Mirror of Justice

A blog dedicated to the development of Catholic legal theory.
Affiliated with the Program on Church, State & Society at Notre Dame Law School.

Tuesday, January 23, 2007

Sullivan v. Harris on "moderate" religion

Sam Harris thinks that religious believers are, necessarily, extremists and that that those who imagine themselves to be religious "moderates" are kidding themselves, and enabling evil.  Andrew Sullivan disagrees.  Here's the debate.

India to Catholic parish: No masses for you!

Here's one way to deal with intra-parish squabbles about liturgy:

Authorities of a diocese in southern India seem to be despairing after a dispute over liturgical language led to the suspension of religious services in a parish.

Bishop Thomas Vazhappilly of Mysore says he feels helpless as Kannada and Tamil Catholics from Mother of God Parish in Jakkalli remain adamant about their positions. The parish is 75 kilometers east of Mysore, an ancient city in Karnataka state that is about 2,200 kilometers south of New Delhi.

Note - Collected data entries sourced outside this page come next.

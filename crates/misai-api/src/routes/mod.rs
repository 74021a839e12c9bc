//! API routes

pub mod misbot;
pub mod verify;

use axum::Json;
use serde::Serialize;

#[derive(Serialize)]
pub struct HealthResponse {
    pub status: String,
    pub version: String,
}

#[derive(Serialize)]
pub struct RootResponse {
    pub message: String,
}

pub async fn root() -> Json<RootResponse> {
    Json(RootResponse {
        message: "MISAI verification service is running".to_string(),
    })
}

pub async fn health_check() -> Json<HealthResponse> {
    Json(HealthResponse {
        status: "ok".to_string(),
        version: env!("CARGO_PKG_VERSION").to_string(),
    })
}
//! MisBot chat: message plus the prior conversation as context

use super::ModalityAdapter;
use crate::backend::VerificationBackend;
use crate::conversation::{ConversationLog, MessageDraft, CONNECTION_ERROR_TEXT};
use crate::machine::{execute, Completion, SubmissionMachine, SubmissionState, Ticket};
use crate::model::{ChatResult, HistoryEntry, VerificationRequest};
use crate::{ClientResult, Modality, SubmitError, ValidationError};

#[derive(Debug, Clone, Default, PartialEq, Eq)]
pub struct ChatInput {
    pub message: String,
    /// Filled from the conversation log right before submitting
    pub history: Vec<HistoryEntry>,
}

#[derive(Debug, Clone, Copy, Default)]
pub struct ChatAdapter;

impl ModalityAdapter for ChatAdapter {
    type Input = ChatInput;
    type Output = ChatResult;

    fn modality(&self) -> Modality {
        Modality::Chat
    }

    fn validate(&self, input: &ChatInput) -> Result<(), ValidationError> {
        if input.message.trim().is_empty() {
            return Err(ValidationError::EmptyMessage);
        }
        Ok(())
    }

    fn build_request(&self, input: &ChatInput) -> Result<VerificationRequest, ValidationError> {
        self.validate(input)?;
        Ok(VerificationRequest::Chat {
            message: input.message.clone(),
            conversation_history: input.history.clone(),
        })
    }

    fn failure_context(&self) -> &'static str {
        "Failed to reach MisBot"
    }

    fn clears_input_on_submit(&self) -> bool {
        true
    }
}

/// Chat page state: a submission machine feeding a conversation log
///
/// The user's message is echoed into the log as soon as it is submitted;
/// the bot reply (or an error-flagged bot message) follows when the request
/// settles.
#[derive(Debug, Clone, Default)]
pub struct ChatSession {
    machine: SubmissionMachine<ChatAdapter>,
    log: ConversationLog,
}

impl ChatSession {
    pub fn new() -> Self {
        Self::default()
    }

    pub fn log(&self) -> &ConversationLog {
        &self.log
    }

    pub fn machine(&self) -> &SubmissionMachine<ChatAdapter> {
        &self.machine
    }

    pub fn draft(&self) -> &str {
        &self.machine.input().message
    }

    pub fn is_sending(&self) -> bool {
        self.machine.is_submitting()
    }

    pub fn can_send(&self) -> bool {
        self.machine.can_submit()
    }

    pub fn set_draft(&mut self, text: impl Into<String>) -> Result<(), SubmitError> {
        let text = text.into();
        self.machine.edit_input(|input| input.message = text)
    }

    /// Snapshot the log as context, submit, and echo the user message
    pub fn submit(&mut self) -> Result<Ticket, SubmitError> {
        if self.machine.is_submitting() {
            return Err(SubmitError::InFlight);
        }
        self.machine.adapter().validate(self.machine.input())?;

        let history = self.log.snapshot_for_request();
        self.machine.edit_input(|input| input.history = history)?;

        let text = self.machine.input().message.clone();
        let ticket = self.machine.submit()?;
        self.log.append(MessageDraft::user(text));
        Ok(ticket)
    }

    /// Settle the request and append the bot's answer
    pub fn complete(&mut self, generation: u64, outcome: ClientResult<ChatResult>) -> Completion {
        let completion = self.machine.complete(generation, outcome);
        if completion == Completion::Applied {
            match self.machine.state() {
                SubmissionState::Success { result } => {
                    let draft = MessageDraft::bot(result.reply_text(), result.fact_check.clone());
                    self.log.append(draft);
                }
                SubmissionState::Failure { .. } => {
                    self.log.append(MessageDraft::error(CONNECTION_ERROR_TEXT));
                }
                _ => {}
            }
        }
        completion
    }

    /// Send the current draft and wait for the reply
    pub async fn run<B>(&mut self, backend: &B) -> Result<Completion, SubmitError>
    where
        B: VerificationBackend + ?Sized,
    {
        let ticket = self.submit()?;
        let outcome = execute(&ChatAdapter, backend, ticket.request()).await;
        Ok(self.complete(ticket.generation(), outcome))
    }
}
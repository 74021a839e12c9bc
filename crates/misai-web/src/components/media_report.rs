//! Image and video authenticity report

use leptos::*;
use misai_core::render::MediaReport;

use super::ScoreMeter;

#[component]
pub fn MediaReportView(
    report: MediaReport,
    /// Heading of the findings table, e.g. "Manipulated Regions"
    #[prop(into)] findings_title: String,
) -> impl IntoView {
    let MediaReport {
        banner,
        confidence,
        analysis,
        findings,
    } = report;
    let has_ranges = findings.iter().any(|f| f.time_range.is_some());
    let tone = banner.tone();

    view! {
        <div class="bg-white rounded-lg shadow overflow-hidden">
            <div class=format!("p-6 text-white {}", tone)>
                <h2 class="text-2xl font-bold">{banner.title}</h2>
            </div>
            <div class="p-6 space-y-6">
                <ScoreMeter title="Confidence" bar=confidence/>

                {analysis.map(|text| view! {
                    <p class="text-gray-700">{text}</p>
                })}

                {(!findings.is_empty()).then(|| view! {
                    <div>
                        <h3 class="font-medium mb-2">{findings_title}</h3>
                        <table class="min-w-full divide-y divide-gray-200">
                            <thead>
                                <tr>
                                    <th class="px-4 py-2 text-left text-xs font-medium text-gray-500 uppercase">"Type"</th>
                                    {has_ranges.then(|| view! {
                                        <th class="px-4 py-2 text-left text-xs font-medium text-gray-500 uppercase">"Time"</th>
                                    })}
                                    <th class="px-4 py-2 text-left text-xs font-medium text-gray-500 uppercase">"Confidence"</th>
                                </tr>
                            </thead>
                            <tbody class="divide-y divide-gray-200">
                                {findings.into_iter().map(|row| view! {
                                    <tr>
                                        <td class="px-4 py-2 font-medium">{row.kind}</td>
                                        {row.time_range.map(|range| view! {
                                            <td class="px-4 py-2">{range}</td>
                                        })}
                                        <td class="px-4 py-2">{row.confidence}</td>
                                    </tr>
                                }).collect_view()}
                            </tbody>
                        </table>
                    </div>
                })}
            </div>
        </div>
    }
}
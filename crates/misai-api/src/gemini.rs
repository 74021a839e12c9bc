//! Gemini `generateContent` relay for MisBot

use crate::{ApiConfig, ApiError, ApiResult};
use serde::{Deserialize, Serialize};
use tracing::debug;

const GEMINI_BASE_URL: &str = "https://generativelanguage.googleapis.com/v1beta/models";

/// Reply used when Gemini answers without any text
pub const NO_RESPONSE_TEXT: &str = "No response from Gemini.";

/// Reply used when no API key is configured
pub const NOT_CONFIGURED_TEXT: &str =
    "MisBot is not connected to a language model. Set GEMINI_API_KEY to enable fact-checking replies.";

#[derive(Debug, Clone, PartialEq, Eq, Serialize, Deserialize)]
pub struct Turn {
    pub text: String,
    pub sender: String,
}

#[derive(Debug, Serialize)]
pub struct GenerateRequest {
    pub contents: Vec<Content>,
}

#[derive(Debug, Default, Serialize, Deserialize)]
pub struct Content {
    #[serde(default, skip_serializing_if = "Option::is_none")]
    pub role: Option<String>,
    #[serde(default)]
    pub parts: Vec<Part>,
}

#[derive(Debug, Default, Serialize, Deserialize)]
pub struct Part {
    #[serde(default, skip_serializing_if = "Option::is_none")]
    pub text: Option<String>,
}

#[derive(Debug, Default, Deserialize)]
pub struct GenerateResponse {
    #[serde(default)]
    pub candidates: Vec<Candidate>,
}

#[derive(Debug, Default, Deserialize)]
pub struct Candidate {
    #[serde(default)]
    pub content: Option<Content>,
}

impl GenerateResponse {
    /// Text of the first part of the first candidate
    pub fn reply(self) -> String {
        self.candidates
            .into_iter()
            .next()
            .and_then(|c| c.content)
            .and_then(|c| c.parts.into_iter().next())
            .and_then(|p| p.text)
            .unwrap_or_else(|| NO_RESPONSE_TEXT.to_string())
    }
}

fn content(role: &str, text: String) -> Content {
    Content {
        role: Some(role.to_string()),
        parts: vec![Part { text: Some(text) }],
    }
}

/// Prior turns become `user`/`model` contents; the new message is framed
/// as a fact-check request
pub fn build_request(message: &str, history: &[Turn]) -> GenerateRequest {
    let mut contents: Vec<Content> = history
        .iter()
        .map(|turn| {
            let role = if turn.sender == "user" { "user" } else { "model" };
            content(role, turn.text.clone())
        })
        .collect();

    contents.push(content(
        "user",
        format!(
            "Check the accuracy and authenticity of this statement:\n\n{}",
            message
        ),
    ));

    GenerateRequest { contents }
}

pub async fn generate(
    http: &reqwest::Client,
    config: &ApiConfig,
    message: &str,
    history: &[Turn],
) -> ApiResult<String> {
    let Some(key) = config.gemini_api_key.as_deref() else {
        return Ok(NOT_CONFIGURED_TEXT.to_string());
    };

    let url = format!("{}/{}:generateContent", GEMINI_BASE_URL, config.gemini_model);
    let body = build_request(message, history);
    debug!("Relaying {} turns to {}", body.contents.len(), config.gemini_model);

    let response = http
        .post(&url)
        .query(&[("key", key)])
        .json(&body)
        .send()
        .await?;

    let status = response.status();
    if !status.is_success() {
        return Err(ApiError::Upstream(format!("Gemini answered {}", status)));
    }

    let data: GenerateResponse = response.json().await?;
    Ok(data.reply())
}
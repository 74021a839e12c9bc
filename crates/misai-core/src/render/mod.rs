//! Result rendering
//!
//! Pure functions from a verification result (or a failure message) to a
//! display structure consumed by the web pages and the CLI.
//!
//! All scores share one three-tier threshold (above 0.7, 0.3 to 0.7, below
//! 0.3) but not one direction: a hallucination score is worse when high,
//! while confidence and verification scores are better when high. Callers
//! pick the [`Polarity`] that matches the field being shown.

pub mod fact_check;
pub mod media;
pub mod text;

pub use fact_check::{ChatReply, FactCheckCard, SourceLink};
pub use media::{format_timestamp, AuthenticityBanner, FindingRow, MediaReport};
pub use text::{humanize_key, MetricCard, TextReport};

use crate::machine::SubmissionState;
use serde::{Deserialize, Serialize};
use std::fmt;

const HIGH_THRESHOLD: f64 = 0.7;
const LOW_THRESHOLD: f64 = 0.3;

/// Rendered severity of a score
#[derive(Debug, Clone, Copy, PartialEq, Eq, PartialOrd, Ord, Hash, Serialize, Deserialize)]
pub enum Severity {
    Low,
    Medium,
    High,
}

impl Severity {
    pub fn color(&self) -> &'static str {
        match self {
            Severity::Low => "green",
            Severity::Medium => "orange",
            Severity::High => "red",
        }
    }

    pub fn label(&self) -> &'static str {
        match self {
            Severity::Low => "low",
            Severity::Medium => "medium",
            Severity::High => "high",
        }
    }
}

impl fmt::Display for Severity {
    fn fmt(&self, f: &mut fmt::Formatter<'_>) -> fmt::Result {
        f.write_str(self.label())
    }
}

/// Direction in which a score gets worse
#[derive(Debug, Clone, Copy, PartialEq, Eq)]
pub enum Polarity {
    /// Hallucination scores
    HigherIsWorse,
    /// Confidence and verification scores
    HigherIsBetter,
}

impl Polarity {
    pub fn severity(&self, score: f64) -> Severity {
        let score = sanitize(score);
        let tier = if score > HIGH_THRESHOLD {
            Severity::High
        } else if score >= LOW_THRESHOLD {
            Severity::Medium
        } else {
            Severity::Low
        };

        match self {
            Polarity::HigherIsWorse => tier,
            Polarity::HigherIsBetter => match tier {
                Severity::High => Severity::Low,
                Severity::Medium => Severity::Medium,
                Severity::Low => Severity::High,
            },
        }
    }
}

/// Score shown as a percentage bar
#[derive(Debug, Clone, PartialEq, Serialize, Deserialize)]
pub struct ScoreBar {
    /// Fill fraction, clamped to `0.0..=1.0`
    pub fraction: f64,
    pub label: String,
    pub severity: Severity,
}

impl ScoreBar {
    /// Bar labelled with one decimal, e.g. `92.0%`
    pub fn new(score: f64, polarity: Polarity) -> Self {
        Self {
            fraction: sanitize(score).clamp(0.0, 1.0),
            label: format_percent(score),
            severity: polarity.severity(score),
        }
    }

    /// Bar labelled with a whole percentage, e.g. `95%`
    pub fn rounded(score: f64, polarity: Polarity) -> Self {
        Self {
            label: format!("{}%", (sanitize(score).max(0.0) * 100.0).round()),
            ..Self::new(score, polarity)
        }
    }

    /// CSS width of the filled part
    pub fn width(&self) -> String {
        format!("{:.1}%", self.fraction * 100.0)
    }

    pub fn color(&self) -> &'static str {
        self.severity.color()
    }
}

/// Dismissable failure banner
#[derive(Debug, Clone, PartialEq, Eq, Serialize, Deserialize)]
pub struct ErrorBanner {
    pub message: String,
}

impl fmt::Display for ErrorBanner {
    fn fmt(&self, f: &mut fmt::Formatter<'_>) -> fmt::Result {
        f.write_str(&self.message)
    }
}

/// Mapping from a verification result to its display structure
pub trait Render {
    type Report;

    fn render(&self) -> Self::Report;
}

/// What a page's result area shows for a given state
#[derive(Debug, Clone, PartialEq)]
pub enum Panel<R> {
    Hidden,
    Pending,
    Failure(ErrorBanner),
    Result(R),
}

impl<R> Panel<R> {
    pub fn is_hidden(&self) -> bool {
        matches!(self, Panel::Hidden)
    }

    pub fn report(&self) -> Option<&R> {
        match self {
            Panel::Result(report) => Some(report),
            _ => None,
        }
    }
}

/// Render the result area for the current state of a page
pub fn render_state<T: Render>(state: &SubmissionState<T>) -> Panel<T::Report> {
    match state {
        SubmissionState::Idle | SubmissionState::Ready => Panel::Hidden,
        SubmissionState::Submitting { .. } => Panel::Pending,
        SubmissionState::Success { result } => Panel::Result(result.render()),
        SubmissionState::Failure { error } => Panel::Failure(ErrorBanner {
            message: error.clone(),
        }),
    }
}

/// `0.92` -> `92.0%`
pub fn format_percent(score: f64) -> String {
    format!("{:.1}%", sanitize(score) * 100.0)
}

fn sanitize(score: f64) -> f64 {
    if score.is_finite() {
        score
    } else {
        0.0
    }
}

/// Optional free text that renders nothing when absent or blank
pub(crate) fn non_blank(text: &Option<String>) -> Option<String> {
    text.as_deref()
        .map(str::trim)
        .filter(|t| !t.is_empty())
        .map(str::to_string)
}

#[cfg(test)]
mod tests {
    use super::*;
    use crate::model::TextResult;

    #[test]
    fn test_thresholds() {
        let worse = Polarity::HigherIsWorse;
        assert_eq!(worse.severity(0.92), Severity::High);
        assert_eq!(worse.severity(0.71), Severity::High);
        assert_eq!(worse.severity(0.7), Severity::Medium);
        assert_eq!(worse.severity(0.3), Severity::Medium);
        assert_eq!(worse.severity(0.29), Severity::Low);
        assert_eq!(worse.severity(0.0), Severity::Low);
    }

    #[test]
    fn test_polarity_is_inverted_for_confidence() {
        let better = Polarity::HigherIsBetter;
        assert_eq!(better.severity(0.95), Severity::Low);
        assert_eq!(better.severity(0.5), Severity::Medium);
        assert_eq!(better.severity(0.1), Severity::High);
        assert_eq!(Severity::Low.color(), "green");
        assert_eq!(Severity::High.color(), "red");
    }

    #[test]
    fn test_severity_is_monotonic_in_score() {
        let scores: Vec<f64> = (0..=100).map(|i| i as f64 / 100.0).collect();
        for pair in scores.windows(2) {
            assert!(
                Polarity::HigherIsWorse.severity(pair[0])
                    <= Polarity::HigherIsWorse.severity(pair[1])
            );
            assert!(
                Polarity::HigherIsBetter.severity(pair[0])
                    >= Polarity::HigherIsBetter.severity(pair[1])
            );
        }
    }

    #[test]
    fn test_score_bar_labels() {
        let bar = ScoreBar::new(0.92, Polarity::HigherIsWorse);
        assert_eq!(bar.label, "92.0%");
        assert_eq!(bar.color(), "red");

        let rounded = ScoreBar::rounded(0.954, Polarity::HigherIsBetter);
        assert_eq!(rounded.label, "95%");

        let below_zero = ScoreBar::rounded(-0.004, Polarity::HigherIsBetter);
        assert_eq!(below_zero.label, "0%");

        let overflow = ScoreBar::new(1.4, Polarity::HigherIsBetter);
        assert_eq!(overflow.fraction, 1.0);
        assert_eq!(overflow.width(), "100.0%");
    }

    #[test]
    fn test_render_state_panels() {
        let idle: SubmissionState<TextResult> = SubmissionState::Idle;
        assert!(render_state(&idle).is_hidden());

        let failed: SubmissionState<TextResult> = SubmissionState::Failure {
            error: "Failed to test AI: Error: 500 Internal Server Error".to_string(),
        };
        match render_state(&failed) {
            Panel::Failure(banner) => assert!(banner.message.contains("500")),
            other => panic!("unexpected panel: {:?}", other),
        }
        assert!(render_state(&failed).report().is_none());
    }
}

Police banned religious activities in the parish after members of the two groups clashed on Dec. 25. Bishop Vazhappilly told UCA News on Jan. 15 that police cited law-and-order problems for suspending religious services.

Monday, January 22, 2007

Focus on the disease (not the "sexually transmitted")

Daniel Conway, a physician and professor of medicine at Drexel, emailed this response to my skepticism about the proposed mandatory STD vaccinations for sixth graders:

[P]rotective claims of "maintaining innocence" make me roll my eyes.  Since somewhere distant in this evaulation, this issue involves "sex," the culture warriors fly into fits. The "sex" part of "sexually transmitted disease" is so much more provocative for culture warriors than the "disease" part of "sexually transmitted." And as such prompts the typical and expected reaction.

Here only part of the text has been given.